**EXERCISE DIRECTIONS:** Find each line of the entries with the string "types", please, and copy it.

(TASK INPUT begins)

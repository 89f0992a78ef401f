//! Process lifecycle: serve until a shutdown signal, then tear down

use crate::config::ServerConfig;
use crate::routes::router;
use crate::state::AppState;
use keel_channel::{spawn_session_sweeper, SweeperConfig};
use tokio_util::sync::CancellationToken;

pub async fn run(config: ServerConfig) -> anyhow::Result<()> {
    let state = AppState::from_config(&config)?;
    let shutdown = state.shutdown.clone();

    let sweeper = spawn_session_sweeper(
        state.sessions.clone(),
        SweeperConfig {
            interval: config.sweep_interval(),
        },
        shutdown.clone(),
    );

    let listener = tokio::net::TcpListener::bind(config.listen).await?;
    tracing::info!(
        listen = %config.listen,
        storage_root = %state.registry.storage_root().display(),
        require_encryption = state.require_encryption,
        session_ttl_secs = config.session_ttl_secs,
        "Keel listening"
    );

    axum::serve(listener, router(state.clone()))
        .with_graceful_shutdown(shutdown_signal(shutdown.clone()))
        .await?;

    shutdown.cancel();
    if let Err(e) = sweeper.await {
        tracing::warn!(error = %e, "Session sweeper ended abnormally");
    }
    state.registry.shutdown().await;
    state.sessions.clear();

    tracing::info!("Keel stopped");
    Ok(())
}

async fn shutdown_signal(shutdown: CancellationToken) {
    let ctrl_c = async {
        if let Err(err) = tokio::signal::ctrl_c().await {
            tracing::error!(error = %err, "Failed to listen for Ctrl+C");
            std::future::pending::<()>().await;
        }
    };

    #[cfg(unix)]
    let terminate = async {
        match tokio::signal::unix::signal(tokio::signal::unix::SignalKind::terminate()) {
            Ok(mut signal) => {
                signal.recv().await;
            }
            Err(err) => {
                tracing::error!(error = %err, "Failed to install SIGTERM handler");
                std::future::pending::<()>().await;
            }
        }
    };

    #[cfg(not(unix))]
    let terminate = std::future::pending::<()>();

    tokio::select! {
        _ = ctrl_c => {},
        _ = terminate => {},
        _ = shutdown.cancelled() => {},
    }

    tracing::info!("Shutdown signal received");
    shutdown.cancel();
}
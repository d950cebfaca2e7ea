use axum::Router;
use std::collections::{BTreeMap, BTreeSet, HashSet};
use std::fmt;
use std::panic::{self, AssertUnwindSafe};
use testenv_common::{HarnessError, Result};
use tracing::warn;

/// Identity of a registered handler, unique across a catalog.
pub type HandlerId = String;

#[derive(Clone)]
struct Handler {
    id: HandlerId,
    router: Router,
}

/// Handlers available for discovery, organised into named groups.
///
/// Registration order is preserved within a group; groups iterate by name.
#[derive(Clone, Default)]
pub struct HandlerCatalog {
    groups: BTreeMap<String, Vec<Handler>>,
}

impl HandlerCatalog {
    pub fn new() -> Self {
        Self::default()
    }

    /// Add `router` to `group` under `id`. Fails if `id` is already registered in any group.
    pub fn register(&mut self, group: &str, id: &str, router: Router) -> Result<()> {
        if self.contains(id) {
            return Err(HarnessError::DuplicateHandler(id.to_string()));
        }
        self.groups
            .entry(group.to_string())
            .or_default()
            .push(Handler { id: id.to_string(), router });
        Ok(())
    }

    /// Builder form of [`HandlerCatalog::register`].
    pub fn with_handler(mut self, group: &str, id: &str, router: Router) -> Result<Self> {
        self.register(group, id, router)?;
        Ok(self)
    }

    pub fn contains(&self, id: &str) -> bool {
        self.find(id).is_some()
    }

    pub fn group_names(&self) -> impl Iterator<Item = &str> {
        self.groups.keys().map(String::as_str)
    }

    pub fn handler_ids(&self) -> impl Iterator<Item = &str> {
        self.groups.values().flatten().map(|h| h.id.as_str())
    }

    pub fn is_empty(&self) -> bool {
        self.groups.is_empty()
    }

    fn find(&self, id: &str) -> Option<&Handler> {
        self.groups.values().flatten().find(|h| h.id == id)
    }
}

impl fmt::Debug for HandlerCatalog {
    fn fmt(&self, f: &mut fmt::Formatter<'_>) -> fmt::Result {
        f.debug_map()
            .entries(
                self.groups
                    .iter()
                    .map(|(group, handlers)| (group, handlers.iter().map(|h| &h.id).collect::<Vec<_>>())),
            )
            .finish()
    }
}

/// Which handlers a test server mounts.
#[derive(Clone)]
pub enum HandlerConfiguration {
    /// Every handler in the catalog.
    ScanAll,
    /// Handlers registered under any of the named groups.
    ScanGroups(BTreeSet<String>),
    /// Exactly these handlers, in this order.
    ExplicitList(Vec<HandlerId>),
    /// A pre-built router, mounted as is. The catalog is not consulted.
    Custom(Router),
}

impl HandlerConfiguration {
    pub fn scan_groups<I, S>(names: I) -> Self
    where
        I: IntoIterator<Item = S>,
        S: Into<String>,
    {
        Self::ScanGroups(names.into_iter().map(Into::into).collect())
    }

    pub fn explicit<I, S>(ids: I) -> Self
    where
        I: IntoIterator<Item = S>,
        S: Into<HandlerId>,
    {
        Self::ExplicitList(ids.into_iter().map(Into::into).collect())
    }

    /// Short name of the variant, for logs.
    pub fn kind(&self) -> &'static str {
        match self {
            Self::ScanAll => "scan-all",
            Self::ScanGroups(_) => "scan-groups",
            Self::ExplicitList(_) => "explicit-list",
            Self::Custom(_) => "custom",
        }
    }

    /// Merge the selected handlers into one router.
    ///
    /// Unknown group names are logged and skipped; an unknown handler id is an error.
    /// Listing the same id twice mounts it once. Two selected handlers serving the
    /// same method and path fail with [`HarnessError::RouteConflict`].
    pub fn resolve(&self, catalog: &HandlerCatalog) -> Result<Router> {
        match self {
            Self::ScanAll => merge(catalog.groups.values().flatten()),
            Self::ScanGroups(names) => {
                for name in names.iter().filter(|name| !catalog.groups.contains_key(name.as_str())) {
                    warn!(group = %name, "No handlers registered for group");
                }
                merge(
                    catalog
                        .groups
                        .iter()
                        .filter(|(group, _)| names.contains(*group))
                        .flat_map(|(_, handlers)| handlers),
                )
            }
            Self::ExplicitList(ids) => {
                let mut seen = HashSet::new();
                let mut selected = Vec::with_capacity(ids.len());
                for id in ids {
                    let handler = catalog.find(id).ok_or_else(|| HarnessError::UnknownHandler(id.clone()))?;
                    if seen.insert(id.as_str()) {
                        selected.push(handler);
                    }
                }
                merge(selected)
            }
            Self::Custom(router) => Ok(router.clone()),
        }
    }
}

impl fmt::Debug for HandlerConfiguration {
    fn fmt(&self, f: &mut fmt::Formatter<'_>) -> fmt::Result {
        match self {
            Self::ScanAll => f.write_str("ScanAll"),
            Self::ScanGroups(names) => f.debug_tuple("ScanGroups").field(names).finish(),
            Self::ExplicitList(ids) => f.debug_tuple("ExplicitList").field(ids).finish(),
            Self::Custom(_) => f.write_str("Custom(..)"),
        }
    }
}

// `Router::merge` panics on overlapping routes; that is reported as the
// conflicting handler instead of unwinding out of `start`.
fn merge<'a>(handlers: impl IntoIterator<Item = &'a Handler>) -> Result<Router> {
    handlers.into_iter().try_fold(Router::new(), |app, handler| {
        let router = handler.router.clone();
        panic::catch_unwind(AssertUnwindSafe(move || app.merge(router)))
            .map_err(|_| HarnessError::RouteConflict(handler.id.clone()))
    })
}
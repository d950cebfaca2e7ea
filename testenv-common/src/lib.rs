use serde::{Deserialize, Serialize};
use std::fmt;
use std::str::FromStr;
use thiserror::Error;

mod address;
pub use address::BaseAddress;

/// Lowest port handed out by the allocator unless overridden.
pub const DEFAULT_MIN_PORT: u16 = 8081;
/// Highest port handed out by the allocator unless overridden (inclusive).
pub const DEFAULT_MAX_PORT: u16 = 8999;
/// Number of candidates probed before giving up.
pub const MAX_PROBE_ATTEMPTS: u32 = 100;
/// Connect and read timeout for a single port probe, in milliseconds.
pub const PROBE_TIMEOUT_MS: u64 = 1_000;
/// Host that ports are probed on and that default base addresses point at.
pub const LOCALHOST: &str = "localhost";

/// Error types for test environment operations
#[derive(Debug, Error)]
pub enum HarnessError {
    #[error("No free port in range {min}-{max} after {attempts} attempts")]
    NoFreePortAvailable { attempts: u32, min: u16, max: u16 },

    #[error("Failed to start server on port {port}: {source}")]
    ServerStartFailed {
        port: u16,
        #[source]
        source: std::io::Error,
    },

    #[error("Failed to stop server: {0}")]
    ServerStopFailed(String),

    #[error("Server already running on port {0}")]
    AlreadyRunning(u16),

    #[error("Unknown handler: {0}")]
    UnknownHandler(String),

    #[error("Handler registered twice: {0}")]
    DuplicateHandler(String),

    #[error("Handler {0} declares a route another selected handler already serves")]
    RouteConflict(String),

    #[error("Invalid port range {min}-{max}")]
    InvalidPortRange { min: u16, max: u16 },

    #[error("Invalid base address: {0}")]
    InvalidBaseAddress(String),

    #[error("Invalid configuration: {0}")]
    Config(String),
}

/// Result type for test environment operations
pub type Result<T> = std::result::Result<T, HarnessError>;

/// Inclusive range of TCP ports the allocator may choose from.
///
/// Serialized as a `[min, max]` pair.
#[derive(Debug, Clone, Copy, PartialEq, Eq, Serialize, Deserialize)]
#[serde(try_from = "(u16, u16)", into = "(u16, u16)")]
pub struct PortRange {
    min: u16,
    max: u16,
}

impl PortRange {
    pub const DEFAULT: PortRange = PortRange { min: DEFAULT_MIN_PORT, max: DEFAULT_MAX_PORT };

    /// Create a range, rejecting `min > max` and port 0.
    pub fn new(min: u16, max: u16) -> Result<Self> {
        if min == 0 || min > max {
            return Err(HarnessError::InvalidPortRange { min, max });
        }
        Ok(Self { min, max })
    }

    pub fn min(&self) -> u16 {
        self.min
    }

    pub fn max(&self) -> u16 {
        self.max
    }

    /// Number of candidate ports in the range; never zero.
    pub fn size(&self) -> u32 {
        u32::from(self.max) - u32::from(self.min) + 1
    }

    pub fn contains(&self, port: u16) -> bool {
        (self.min..=self.max).contains(&port)
    }
}

impl Default for PortRange {
    fn default() -> Self {
        Self::DEFAULT
    }
}

impl TryFrom<(u16, u16)> for PortRange {
    type Error = HarnessError;

    fn try_from((min, max): (u16, u16)) -> Result<Self> {
        Self::new(min, max)
    }
}

impl From<PortRange> for (u16, u16) {
    fn from(range: PortRange) -> Self {
        (range.min, range.max)
    }
}

impl fmt::Display for PortRange {
    fn fmt(&self, f: &mut fmt::Formatter<'_>) -> fmt::Result {
        write!(f, "{}-{}", self.min, self.max)
    }
}

/// Parses the `min-max` form used by `TESTENV_PORT_RANGE`.
impl FromStr for PortRange {
    type Err = HarnessError;

    fn from_str(s: &str) -> Result<Self> {
        let (min, max) = s
            .trim()
            .split_once('-')
            .ok_or_else(|| HarnessError::Config(format!("port range must look like min-max, got {s:?}")))?;
        let parse = |part: &str| {
            part.trim()
                .parse::<u16>()
                .map_err(|e| HarnessError::Config(format!("invalid port {part:?} in range {s:?}: {e}")))
        };
        Self::new(parse(min)?, parse(max)?)
    }
}
use reqwest::Method;
use serde::de::DeserializeOwned;
use std::time::Duration;
use testenv_common::BaseAddress;
use thiserror::Error;

pub mod matchers;
pub use matchers::{regex, RegexMatcher};

/// Upper bound on a single request, so a wedged server fails the test instead of hanging it.
pub const REQUEST_TIMEOUT: Duration = Duration::from_secs(10);

/// Error types for client-side helpers
#[derive(Debug, Error, Clone, PartialEq, Eq)]
pub enum ClientError {
    #[error("Network error: {0}")]
    Network(String),

    #[error("Invalid response body: {0}")]
    Decode(String),

    #[error("Invalid regex pattern {pattern:?}: {message}")]
    InvalidPattern { pattern: String, message: String },
}

/// Result type for client-side helpers
pub type Result<T> = std::result::Result<T, ClientError>;

/// Status and body of a completed request
#[derive(Debug, Clone, PartialEq, Eq)]
pub struct TestResponse {
    pub status: u16,
    pub body: String,
}

impl TestResponse {
    pub fn is_success(&self) -> bool {
        (200..300).contains(&self.status)
    }

    /// Deserialize the body as JSON.
    pub fn json<T: DeserializeOwned>(&self) -> Result<T> {
        serde_json::from_str(&self.body).map_err(|e| ClientError::Decode(e.to_string()))
    }
}

/// HTTP client aimed at a test server's base address
pub struct TestClient {
    base: BaseAddress,
    http_client: reqwest::Client,
}

impl TestClient {
    pub fn new(base: &BaseAddress) -> Self {
        Self {
            base: base.clone(),
            http_client: reqwest::Client::new(),
        }
    }

    pub fn base(&self) -> &BaseAddress {
        &self.base
    }

    /// Absolute URL for `path` under the base address.
    pub fn url(&self, path: &str) -> String {
        self.base.join(path)
    }

    pub async fn get(&self, path: &str) -> Result<TestResponse> {
        self.send(Method::GET, path, None).await
    }

    pub async fn post(&self, path: &str, body: impl Into<String>) -> Result<TestResponse> {
        self.send(Method::POST, path, Some(body.into())).await
    }

    pub async fn delete(&self, path: &str) -> Result<TestResponse> {
        self.send(Method::DELETE, path, None).await
    }

    async fn send(&self, method: Method, path: &str, body: Option<String>) -> Result<TestResponse> {
        let mut request = self
            .http_client
            .request(method, self.url(path))
            .timeout(REQUEST_TIMEOUT);
        if let Some(body) = body {
            request = request.body(body);
        }

        let response = request
            .send()
            .await
            .map_err(|e| ClientError::Network(e.to_string()))?;

        let status = response.status().as_u16();
        let body = response
            .text()
            .await
            .map_err(|e| ClientError::Network(e.to_string()))?;
        Ok(TestResponse { status, body })
    }
}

(TASK INPUT ends)

**PROBLEM SOLUTION:**
/// Error types for test environment operations
/// Error types for client-side helpers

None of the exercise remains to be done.